# EXERCISE REQUIREMENTS
All records need to be reproduced exactly. Keep every word as it is.

(Collected data entries)
━━━━━━━━━━━━━━━━

//! Typed client for the up-down user-files API.
//!
//! One method per endpoint; non-OK statuses become [`RequestError::Server`]
//! carrying the server's `{"error": ...}` message when it sends one.

use crate::config::ApiConfig;
use crate::error::RequestError;
use crate::models::{
    BulkDownloadEntry, DownloadJobStatus, DownloadStats, PageResult, SortOrder, UserDownloadResult,
    UserFilesLocation,
};
use async_trait::async_trait;
use reqwest::Client;

/// Operations the panel needs from the server. The poller and the list
/// view-model depend on this seam, not on the concrete HTTP client.
#[async_trait]
pub trait PanelApi: Send + Sync {
    /// Fetch one page of the user-files listing.
    async fn fetch_user_page(
        &self,
        page: u32,
        per_page: u32,
        sort_order: SortOrder,
    ) -> Result<PageResult, RequestError>;

    /// Ask the server to download one user's files right now.
    async fn download_user_files(&self, user_id: i64) -> Result<UserDownloadResult, RequestError>;

    /// Look up where a user's files live on the server's disk.
    async fn fetch_download_location(&self, user_id: i64)
        -> Result<UserFilesLocation, RequestError>;

    /// Start the bulk download job. The server rejects a second start while
    /// one is running.
    async fn start_download_job(&self) -> Result<(), RequestError>;

    /// Stop the bulk download job.
    async fn stop_download_job(&self) -> Result<(), RequestError>;

    /// Current bulk-job progress snapshot.
    async fn fetch_download_progress(&self) -> Result<DownloadJobStatus, RequestError>;

    /// Aggregate download coverage across all users.
    async fn fetch_download_stats(&self) -> Result<DownloadStats, RequestError>;

    /// Location lookup for a batch of users, one request at a time.
    ///
    /// Per-user failures are logged and skipped; the partial result is always
    /// returned. One broken user must not abort the rest.
    async fn download_all_selected(&self, user_ids: &[i64]) -> Vec<BulkDownloadEntry> {
        let mut entries = Vec::with_capacity(user_ids.len());
        for &user_id in user_ids {
            match self.fetch_download_location(user_id).await {
                Ok(location) => entries.push(BulkDownloadEntry {
                    user_id,
                    path: location.path,
                }),
                Err(err) => {
                    tracing::warn!(user_id, error = %err, "skipping user in bulk location lookup");
                }
            }
        }
        entries
    }
}

/// HTTP implementation of [`PanelApi`] against a single base URL.
#[derive(Clone)]
pub struct ApiClient {
    client: Client,
    base_url: String,
}

impl ApiClient {
    pub fn new(config: ApiConfig) -> Self {
        Self {
            client: Client::new(),
            base_url: config.base_url,
        }
    }

    pub fn base_url(&self) -> &str {
        &self.base_url
    }

    fn url(&self, path: &str) -> String {
        format!("{}{}", self.base_url, path)
    }
}

#[async_trait]
impl PanelApi for ApiClient {
    async fn fetch_user_page(
        &self,
        page: u32,
        per_page: u32,
        sort_order: SortOrder,
    ) -> Result<PageResult, RequestError> {
        let response = self
            .client
            .get(self.url("/api/users"))
            .query(&[
                ("page", page.to_string()),
                ("per_page", per_page.to_string()),
                ("sort_order", sort_order.to_string()),
            ])
            .send()
            .await?;

        let status = response.status();
        let body = response.text().await?;

        if !status.is_success() {
            return Err(RequestError::from_error_body(
                status,
                &body,
                "failed to load users",
            ));
        }

        let result: PageResult = serde_json::from_str(&body)?;
        tracing::debug!(
            page = result.page,
            total = result.total,
            total_pages = result.total_pages,
            "user page loaded"
        );
        Ok(result)
    }

    async fn download_user_files(&self, user_id: i64) -> Result<UserDownloadResult, RequestError> {
        let response = self
            .client
            .post(self.url("/api/download/user"))
            .query(&[("user_id", user_id.to_string())])
            .send()
            .await?;

        let status = response.status();
        let body = response.text().await?;

        if !status.is_success() {
            return Err(RequestError::from_error_body(
                status,
                &body,
                "failed to download user files",
            ));
        }

        let result: UserDownloadResult = serde_json::from_str(&body)?;

        // The server reports partial handler failures with 200 + success=false.
        if !result.success {
            let message = result
                .error
                .clone()
                .unwrap_or_else(|| "failed to download user files".to_string());
            tracing::error!(user_id, message = %message, "user file download rejected");
            return Err(RequestError::Server { status, message });
        }

        tracing::info!(
            user_id,
            files_downloaded = result.files_downloaded,
            path = %result.path,
            "user files downloaded"
        );
        Ok(result)
    }

    async fn fetch_download_location(
        &self,
        user_id: i64,
    ) -> Result<UserFilesLocation, RequestError> {
        let response = self
            .client
            .get(self.url("/api/download"))
            .query(&[("user_id", user_id.to_string())])
            .send()
            .await?;

        let status = response.status();
        let body = response.text().await?;

        if !status.is_success() {
            return Err(RequestError::from_error_body(
                status,
                &body,
                "failed to resolve download location",
            ));
        }

        Ok(serde_json::from_str(&body)?)
    }

    async fn start_download_job(&self) -> Result<(), RequestError> {
        let response = self
            .client
            .post(self.url("/api/download/start"))
            .send()
            .await?;

        let status = response.status();
        if !status.is_success() {
            let body = response.text().await?;
            return Err(RequestError::from_error_body(
                status,
                &body,
                "failed to start download",
            ));
        }

        tracing::info!("bulk download job started");
        Ok(())
    }

    async fn stop_download_job(&self) -> Result<(), RequestError> {
        let response = self
            .client
            .post(self.url("/api/download/stop"))
            .send()
            .await?;

        let status = response.status();
        if !status.is_success() {
            let body = response.text().await?;
            return Err(RequestError::from_error_body(
                status,
                &body,
                "failed to stop download",
            ));
        }

        tracing::info!("bulk download job stopped");
        Ok(())
    }

    async fn fetch_download_progress(&self) -> Result<DownloadJobStatus, RequestError> {
        let response = self
            .client
            .get(self.url("/api/download/progress"))
            .send()
            .await?;

        let status = response.status();
        let body = response.text().await?;

        if !status.is_success() {
            return Err(RequestError::from_error_body(
                status,
                &body,
                "failed to fetch download progress",
            ));
        }

        Ok(serde_json::from_str(&body)?)
    }

    async fn fetch_download_stats(&self) -> Result<DownloadStats, RequestError> {
        let response = self
            .client
            .get(self.url("/api/download/stats"))
            .send()
            .await?;

        let status = response.status();
        let body = response.text().await?;

        if !status.is_success() {
            return Err(RequestError::from_error_body(
                status,
                &body,
                "failed to fetch download stats",
            ));
        }

        Ok(serde_json::from_str(&body)?)
    }
}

━━━━━━━━━━━━━━━━

# RESULT OF THE EXERCISE
//! Typed client for the up-down user-files API.
//!
//! One method per endpoint; non-OK statuses become [`RequestError::Server`]
//! carrying the server's `{"error": ...}` message when it sends one.

use crate::config::ApiConfig;
use crate::error::RequestError;
use crate::models::{
    BulkDownloadEntry, DownloadJobStatus, DownloadStats, PageResult, SortOrder, UserDownloadResult,
    UserFilesLocation,
};
use async_trait::async_trait;
use reqwest::Client;

/// Operations the panel needs from the server. The poller and the list
/// view-model depend on this seam, not on the concrete HTTP client.
#[async_trait]
pub trait PanelApi: Send + Sync {
    /// Fetch one page of the user-files listing.
    async fn fetch_user_page(
        &self,
        page: u32,
        per_page: u32,
        sort_order: SortOrder,
    ) -> Result<PageResult, RequestError>;

    /// Ask the server to download one user's files right now.
    async fn download_user_files(&self, user_id: i64) -> Result<UserDownloadResult, RequestError>;

    /// Look up where a user's files live on the server's disk.
    async fn fetch_download_location(&self, user_id: i64)
        -> Result<UserFilesLocation, RequestError>;

    /// Start the bulk download job. The server rejects a second start while
    /// one is running.
    async fn start_download_job(&self) -> Result<(), RequestError>;

    /// Stop the bulk download job.
    async fn stop_download_job(&self) -> Result<(), RequestError>;

    /// Current bulk-job progress snapshot.
    async fn fetch_download_progress(&self) -> Result<DownloadJobStatus, RequestError>;

    /// Aggregate download coverage across all users.
    async fn fetch_download_stats(&self) -> Result<DownloadStats, RequestError>;

    /// Location lookup for a batch of users, one request at a time.
    ///
    /// Per-user failures are logged and skipped; the partial result is always
    /// returned. One broken user must not abort the rest.
    async fn download_all_selected(&self, user_ids: &[i64]) -> Vec<BulkDownloadEntry> {
        let mut entries = Vec::with_capacity(user_ids.len());
        for &user_id in user_ids {
            match self.fetch_download_location(user_id).await {
                Ok(location) => entries.push(BulkDownloadEntry {
                    user_id,
                    path: location.path,
                }),
                Err(err) => {
                    tracing::warn!(user_id, error = %err, "skipping user in bulk location lookup");
                }
            }
        }
        entries
    }
}

/// HTTP implementation of [`PanelApi`] against a single base URL.
#[derive(Clone)]
pub struct ApiClient {
    client: Client,
    base_url: String,
}

impl ApiClient {
    pub fn new(config: ApiConfig) -> Self {
        Self {
            client: Client::new(),
            base_url: config.base_url,
        }
    }

    pub fn base_url(&self) -> &str {
        &self.base_url
    }

    fn url(&self, path: &str) -> String {
        format!("{}{}", self.base_url, path)
    }
}

#[async_trait]
impl PanelApi for ApiClient {
    async fn fetch_user_page(
        &self,
        page: u32,
        per_page: u32,
        sort_order: SortOrder,
    ) -> Result<PageResult, RequestError> {
        let response = self
            .client
            .get(self.url("/api/users"))
            .query(&[
                ("page", page.to_string()),
                ("per_page", per_page.to_string()),
                ("sort_order", sort_order.to_string()),
            ])
            .send()
            .await?;

        let status = response.status();
        let body = response.text().await?;

        if !status.is_success() {
            return Err(RequestError::from_error_body(
                status,
                &body,
                "failed to load users",
            ));
        }

        let result: PageResult = serde_json::from_str(&body)?;
        tracing::debug!(
            page = result.page,
            total = result.total,
            total_pages = result.total_pages,
            "user page loaded"
        );
        Ok(result)
    }

    async fn download_user_files(&self, user_id: i64) -> Result<UserDownloadResult, RequestError> {
        let response = self
            .client
            .post(self.url("/api/download/user"))
            .query(&[("user_id", user_id.to_string())])
            .send()
            .await?;

        let status = response.status();
        let body = response.text().await?;

        if !status.is_success() {
            return Err(RequestError::from_error_body(
                status,
                &body,
                "failed to download user files",
            ));
        }

        let result: UserDownloadResult = serde_json::from_str(&body)?;

        // The server reports partial handler failures with 200 + success=false.
        if !result.success {
            let message = result
                .error
                .clone()
                .unwrap_or_else(|| "failed to download user files".to_string());
            tracing::error!(user_id, message = %message, "user file download rejected");
            return Err(RequestError::Server { status, message });
        }

        tracing::info!(
            user_id,
            files_downloaded = result.files_downloaded,
            path = %result.path,
            "user files downloaded"
        );
        Ok(result)
    }

    async fn fetch_download_location(
        &self,
        user_id: i64,
    ) -> Result<UserFilesLocation, RequestError> {
        let response = self
            .client
            .get(self.url("/api/download"))
            .query(&[("user_id", user_id.to_string())])
            .send()
            .await?;

        let status = response.status();
        let body = response.text().await?;

        if !status.is_success() {
            return Err(RequestError::from_error_body(
                status,
                &body,
                "failed to resolve download location",
            ));
        }

        Ok(serde_json::from_str(&body)?)
    }

    async fn start_download_job(&self) -> Result<(), RequestError> {
        let response = self
            .client
            .post(self.url("/api/download/start"))
            .send()
            .await?;

        let status = response.status();
        if !status.is_success() {
            let body = response.text().await?;
            return Err(RequestError::from_error_body(
                status,
                &body,
                "failed to start download",
            ));
        }

        tracing::info!("bulk download job started");
        Ok(())
    }

    async fn stop_download_job(&self) -> Result<(), RequestError> {
        let response = self
            .client
            .post(self.url("/api/download/stop"))
            .send()
            .await?;

        let status = response.status();
        if !status.is_success() {
            let body = response.text().await?;
            return Err(RequestError::from_error_body(
                status,
                &body,
                "failed to stop download",
            ));
        }

        tracing::info!("bulk download job stopped");
        Ok(())
    }

    async fn fetch_download_progress(&self) -> Result<DownloadJobStatus, RequestError> {
        let response = self
            .client
            .get(self.url("/api/download/progress"))
            .send()
            .await?;

        let status = response.status();
        let body = response.text().await?;

        if !status.is_success() {
            return Err(RequestError::from_error_body(
                status,
                &body,
                "failed to fetch download progress",
            ));
        }

        Ok(serde_json::from_str(&body)?)
    }

    async fn fetch_download_stats(&self) -> Result<DownloadStats, RequestError> {
        let response = self
            .client
            .get(self.url("/api/download/stats"))
            .send()
            .await?;

        let status = response.status();
        let body = response.text().await?;

        if !status.is_success() {
            return Err(RequestError::from_error_body(
                status,
                &body,
                "failed to fetch download stats",
            ));
        }

        Ok(serde_json::from_str(&body)?)
    }
}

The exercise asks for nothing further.